23. September 2024, 12:56  •  592 ansichten

Albanien plant Mikrostaat für Bektaschi-Orden: Ein Novum in Europa

In einer bemerkenswerten Entwicklung hat Albanien die Absicht bekundet, einen souveränen Kleinstaat für den Bektaschi-Orden auf seinem Territorium zu errichten. Diese Ankündigung erfolgte durch Ministerpräsident Edi Rama bei den Vereinten Nationen in New York, etwa ein Jahr vor dem heutigen Datum.

Der Bektaschi-Orden, eine sufistische Gemeinschaft innerhalb des Islam, stellt die viertgrößte religiöse Gruppe in Albanien dar und umfasst ungefähr zehn Prozent der muslimischen Bevölkerung des Landes. Die Wurzeln dieses Ordens reichen bis ins 13. Jahrhundert zurück, als er im Osmanischen Reich gegründet wurde. Benannt nach dem mystischen Heiligen Hadschi Bektasch Veli, zeichnet sich der Bektaschismus durch seine synkretistische Lehre aus, die Elemente des Schiismus und vorislamischer Traditionen vereint.
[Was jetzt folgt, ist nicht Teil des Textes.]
//! Scans SQL text for `@name` placeholders ahead of query compilation.
//!
//! Runs its own lightweight tokenizer rather than going through `sqlparser`:
//! it only needs to recognize string literals and comments well enough to
//! skip over them, not to parse the statement.

use common::{DbError, DbResult};
use std::collections::HashMap;

/// Ordered, deduplicated record of the named parameters found in a SQL string.
///
/// Parameter names are matched case-insensitively but the first-seen casing
/// is preserved in `parameters` and returned to callers.
#[derive(Clone, Debug, Default, PartialEq, Eq)]
pub struct ParameterDescriptor {
    /// Unique parameter names, in first-appearance order.
    pub parameters: Vec<String>,
    /// Lowercased name -> byte offsets of each `@` occurrence, in source order.
    occurrences: HashMap<String, Vec<usize>>,
}

impl ParameterDescriptor {
    /// Byte offsets at which `name` appears (empty slice if never referenced).
    pub fn occurrences(&self, name: &str) -> &[usize] {
        self.occurrences
            .get(&name.to_ascii_lowercase())
            .map(Vec::as_slice)
            .unwrap_or(&[])
    }

    /// Whether `name` was referenced anywhere in the source.
    pub fn contains(&self, name: &str) -> bool {
        self.occurrences.contains_key(&name.to_ascii_lowercase())
    }

    /// Number of unique parameter names.
    pub fn len(&self) -> usize {
        self.parameters.len()
    }

    pub fn is_empty(&self) -> bool {
        self.parameters.is_empty()
    }
}

/// Scan `sql` and extract its `@name` placeholders.
///
/// # Errors
///
/// Returns `DbError::Parser` for an unterminated string literal, a `@`
/// immediately followed by a digit, or a `@` with no identifier after it.
pub fn extract_parameters(sql: &str) -> DbResult<ParameterDescriptor> {
    let bytes = sql.as_bytes();
    let len = bytes.len();
    let mut descriptor = ParameterDescriptor::default();
    let mut i = 0;

    while i < len {
        match bytes[i] {
            b'\'' => {
                i = skip_string_literal(bytes, i)?;
            }
            b'-' if bytes.get(i + 1) == Some(&b'-') => {
                i = skip_line_comment(bytes, i);
            }
            b'/' if bytes.get(i + 1) == Some(&b'*') => {
                i = skip_block_comment(bytes, i);
            }
            b'@' => {
                i = scan_placeholder(sql, bytes, i, &mut descriptor)?;
            }
            _ => i += 1,
        }
    }

    Ok(descriptor)
}

/// Consume a `'...'` literal (with `''` as an escaped quote), returning the
/// index just past the closing quote.
fn skip_string_literal(bytes: &[u8], start: usize) -> DbResult<usize> {
    let len = bytes.len();
    let mut i = start + 1;
    loop {
        if i >= len {
            return Err(DbError::Parser(
                "unterminated string literal in SQL text".into(),
            ));
        }
        if bytes[i] == b'\'' {
            if bytes.get(i + 1) == Some(&b'\'') {
                i += 2;
                continue;
            }
            return Ok(i + 1);
        }
        i += 1;
    }
}

fn skip_line_comment(bytes: &[u8], start: usize) -> usize {
    let len = bytes.len();
    let mut i = start + 2;
    while i < len && bytes[i] != b'\n' {
        i += 1;
    }
    i
}

fn skip_block_comment(bytes: &[u8], start: usize) -> usize {
    let len = bytes.len();
    let mut i = start + 2;
    while i + 1 < len {
        if bytes[i] == b'*' && bytes[i + 1] == b'/' {
            return i + 2;
        }
        i += 1;
    }
    len
}

/// Rewrite every `@name` placeholder in `sql` to `:name`.
///
/// `sqlparser`'s generic dialect tokenizes `:name` as a bind-parameter
/// placeholder but has no notion of `@name`, so the database facade runs
/// this ahead of `parse_sql` to get a string the parser can understand
/// while keeping `@name` as the user-facing placeholder syntax. Runs the
/// same literal/comment-skipping scan as [`extract_parameters`] so it never
/// touches an `@` inside a string or comment.
pub fn rewrite_placeholders(sql: &str) -> DbResult<String> {
    let bytes = sql.as_bytes();
    let len = bytes.len();
    let mut out = String::with_capacity(len);
    let mut i = 0;

    while i < len {
        match bytes[i] {
            b'\'' => {
                let end = skip_string_literal(bytes, i)?;
                out.push_str(&sql[i..end]);
                i = end;
            }
            b'-' if bytes.get(i + 1) == Some(&b'-') => {
                let end = skip_line_comment(bytes, i);
                out.push_str(&sql[i..end]);
                i = end;
            }
            b'/' if bytes.get(i + 1) == Some(&b'*') => {
                let end = skip_block_comment(bytes, i);
                out.push_str(&sql[i..end]);
                i = end;
            }
            b'@' => {
                let mut descriptor = ParameterDescriptor::default();
                let end = scan_placeholder(sql, bytes, i, &mut descriptor)?;
                out.push(':');
                out.push_str(&sql[i + 1..end]);
                i = end;
            }
            _ => {
                let ch = sql[i..].chars().next().expect("i < len implies a char remains");
                out.push(ch);
                i += ch.len_utf8();
            }
        }
    }

    Ok(out)
}

/// Parse the identifier following an `@` at byte offset `at`, recording it
/// into `descriptor`. Returns the index just past the identifier.
fn scan_placeholder(
    sql: &str,
    bytes: &[u8],
    at: usize,
    descriptor: &mut ParameterDescriptor,
) -> DbResult<usize> {
    let len = bytes.len();
    let mut j = at + 1;

    match bytes.get(j) {
        Some(c) if c.is_ascii_digit() => {
            return Err(DbError::Parser(format!(
                "parameter name cannot start with a digit at offset {at}"
            )));
        }
        Some(c) if *c == b'_' || c.is_ascii_alphabetic() => {}
        _ => {
            return Err(DbError::Parser(format!(
                "empty parameter name at offset {at}"
            )));
        }
    }

    while j < len && (bytes[j] == b'_' || bytes[j].is_ascii_alphanumeric()) {
        j += 1;
    }

    let name = &sql[at + 1..j];
    let key = name.to_ascii_lowercase();
    if !descriptor.occurrences.contains_key(&key) {
        descriptor.parameters.push(name.to_string());
    }
    descriptor.occurrences.entry(key).or_default().push(at);

    Ok(j)
}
Das Zentrum des geplanten Mikrostaates soll das Weltzentrum des Ordens in Tirana werden. Bemerkenswert ist, dass die Staatsbürgerschaft ausschließlich Mitgliedern des Klerus und der Verwaltung vorbehalten sein soll. Die Regierungsstruktur soll aus den Ordensspitzen bestehen, ergänzt durch einen Rat zur Überwachung religiöser und administrativer Funktionen.

Der Bektaschi-Orden begrüßte diese Initiative als bedeutenden Schritt zur Förderung von Inklusion und religiöser Harmonie. In einer Erklärung hieß es:

"Die Souveränität des Bektaschi-Ordens ist ein wichtiger Schritt zur Stärkung der Werte der Inklusion, religiösen Harmonie und des Dialogs in einer zusehends gespaltenen Welt"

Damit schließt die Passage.